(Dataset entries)
-- Opening Marker --

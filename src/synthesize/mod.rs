// Speech synthesis
//
// - backend: HTTP text-to-speech service
// - voice: speaker table and voice descriptors
// - audio: PCM buffer, speed-up, silence and WAV encoding

pub mod audio;
pub mod backend;
pub mod voice;

use indicatif::ProgressBar;
use std::sync::Arc;
use std::time::Duration;
use tracing::{debug, info};

use crate::config::SynthesisConfig;
use crate::error::Result;
use crate::segment::Segment;

pub use audio::{speed_up, AudioClip};
pub use backend::{HttpSpeechBackend, SpeechBackend};
pub use voice::{normalize_language, VoiceProfile};

/// Rate used when every segment is blank and no clip fixes the track rate
const FALLBACK_SAMPLE_RATE: u32 = 44_100;

/// Builds one continuous dubbed track from translated segments
pub struct Synthesizer {
    backend: Arc<dyn SpeechBackend>,
    speed: f32,
    gap: Duration,
}

impl Synthesizer {
    pub fn new(backend: Arc<dyn SpeechBackend>, speed: f32, gap: Duration) -> Self {
        Self { backend, speed, gap }
    }

    pub fn from_config(config: &SynthesisConfig) -> Result<Self> {
        Ok(Self::new(
            Arc::new(HttpSpeechBackend::new(config)?),
            config.speed,
            Duration::from_millis(config.gap_ms),
        ))
    }

    pub fn backend(&self) -> &Arc<dyn SpeechBackend> {
        &self.backend
    }

    /// Synthesize each segment independently, speed it up and append it to
    /// the track followed by the configured gap.
    ///
    /// Segment audio is not fitted to the original `[start, end]` window, so
    /// the track may run longer or shorter than the source speech. Any failed
    /// segment aborts the whole track.
    pub async fn synthesize(
        &self,
        segments: &[Segment],
        voice: &VoiceProfile,
        progress: Option<&ProgressBar>,
    ) -> Result<AudioClip> {
        info!(
            "Synthesizing {} segments with voice: {}",
            segments.len(),
            voice.description
        );

        let mut clips: Vec<Option<AudioClip>> = Vec::with_capacity(segments.len());
        for (idx, segment) in segments.iter().enumerate() {
            let text = segment.translated_text.trim();
            if text.is_empty() {
                debug!("Segment {} is blank, inserting gap only", idx + 1);
                clips.push(None);
            } else {
                let clip = self
                    .backend
                    .speak(text, voice)
                    .await
                    .map_err(|e| e.at_segment(idx + 1))?;
                let clip = speed_up(&clip, self.speed);
                debug!(
                    "Segment {}: {:.2}s of speech after {}x speed-up",
                    idx + 1,
                    clip.duration().as_secs_f64(),
                    self.speed
                );
                clips.push(Some(clip));
            }

            if let Some(bar) = progress {
                bar.inc(1);
            }
        }

        let sample_rate = clips
            .iter()
            .flatten()
            .map(AudioClip::sample_rate)
            .next()
            .unwrap_or(FALLBACK_SAMPLE_RATE);

        let mut track = AudioClip::empty(sample_rate);
        for (idx, clip) in clips.iter().enumerate() {
            if let Some(clip) = clip {
                track.append(clip).map_err(|e| e.at_segment(idx + 1))?;
            }
            track.append_silence(self.gap);
        }

        let speech_end = segments.last().map(|s| s.end).unwrap_or(0.0);
        info!(
            "Dubbed track is {:.2}s; source speech ends at {:.2}s (drift {:+.2}s)",
            track.duration().as_secs_f64(),
            speech_end,
            track.duration().as_secs_f64() - speech_end
        );

        Ok(track)
    }
}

-- Closing Marker --

## What this task involves
Every entry must appear in the answer exactly as written.

## Solution to the problem
filename src/synthesize/mod.rs
// Speech synthesis
//
// - backend: HTTP text-to-speech service
// - voice: speaker table and voice descriptors
// - audio: PCM buffer, speed-up, silence and WAV encoding

pub mod audio;
pub mod backend;
pub mod voice;

use indicatif::ProgressBar;
use std::sync::Arc;
use std::time::Duration;
use tracing::{debug, info};

use crate::config::SynthesisConfig;
use crate::error::Result;
use crate::segment::Segment;

pub use audio::{speed_up, AudioClip};
pub use backend::{HttpSpeechBackend, SpeechBackend};
pub use voice::{normalize_language, VoiceProfile};

/// Rate used when every segment is blank and no clip fixes the track rate
const FALLBACK_SAMPLE_RATE: u32 = 44_100;

/// Builds one continuous dubbed track from translated segments
pub struct Synthesizer {
    backend: Arc<dyn SpeechBackend>,
    speed: f32,
    gap: Duration,
}

impl Synthesizer {
    pub fn new(backend: Arc<dyn SpeechBackend>, speed: f32, gap: Duration) -> Self {
        Self { backend, speed, gap }
    }

    pub fn from_config(config: &SynthesisConfig) -> Result<Self> {
        Ok(Self::new(
            Arc::new(HttpSpeechBackend::new(config)?),
            config.speed,
            Duration::from_millis(config.gap_ms),
        ))
    }

    pub fn backend(&self) -> &Arc<dyn SpeechBackend> {
        &self.backend
    }

    /// Synthesize each segment independently, speed it up and append it to
    /// the track followed by the configured gap.
    ///
    /// Segment audio is not fitted to the original `[start, end]` window, so
    /// the track may run longer or shorter than the source speech. Any failed
    /// segment aborts the whole track.
    pub async fn synthesize(
        &self,
        segments: &[Segment],
        voice: &VoiceProfile,
        progress: Option<&ProgressBar>,
    ) -> Result<AudioClip> {
        info!(
            "Synthesizing {} segments with voice: {}",
            segments.len(),
            voice.description
        );

        let mut clips: Vec<Option<AudioClip>> = Vec::with_capacity(segments.len());
        for (idx, segment) in segments.iter().enumerate() {
            let text = segment.translated_text.trim();
            if text.is_empty() {
                debug!("Segment {} is blank, inserting gap only", idx + 1);
                clips.push(None);
            } else {
                let clip = self
                    .backend
                    .speak(text, voice)
                    .await
                    .map_err(|e| e.at_segment(idx + 1))?;
                let clip = speed_up(&clip, self.speed);
                debug!(
                    "Segment {}: {:.2}s of speech after {}x speed-up",
                    idx + 1,
                    clip.duration().as_secs_f64(),
                    self.speed
                );
                clips.push(Some(clip));
            }

            if let Some(bar) = progress {
                bar.inc(1);
            }
        }

        let sample_rate = clips
            .iter()
            .flatten()
            .map(AudioClip::sample_rate)
            .next()
            .unwrap_or(FALLBACK_SAMPLE_RATE);

        let mut track = AudioClip::empty(sample_rate);
        for (idx, clip) in clips.iter().enumerate() {
            if let Some(clip) = clip {
                track.append(clip).map_err(|e| e.at_segment(idx + 1))?;
            }
            track.append_silence(self.gap);
        }

        let speech_end = segments.last().map(|s| s.end).unwrap_or(0.0);
        info!(
            "Dubbed track is {:.2}s; source speech ends at {:.2}s (drift {:+.2}s)",
            track.duration().as_secs_f64(),
            speech_end,
            track.duration().as_secs_f64() - speech_end
        );

        Ok(track)
    }
}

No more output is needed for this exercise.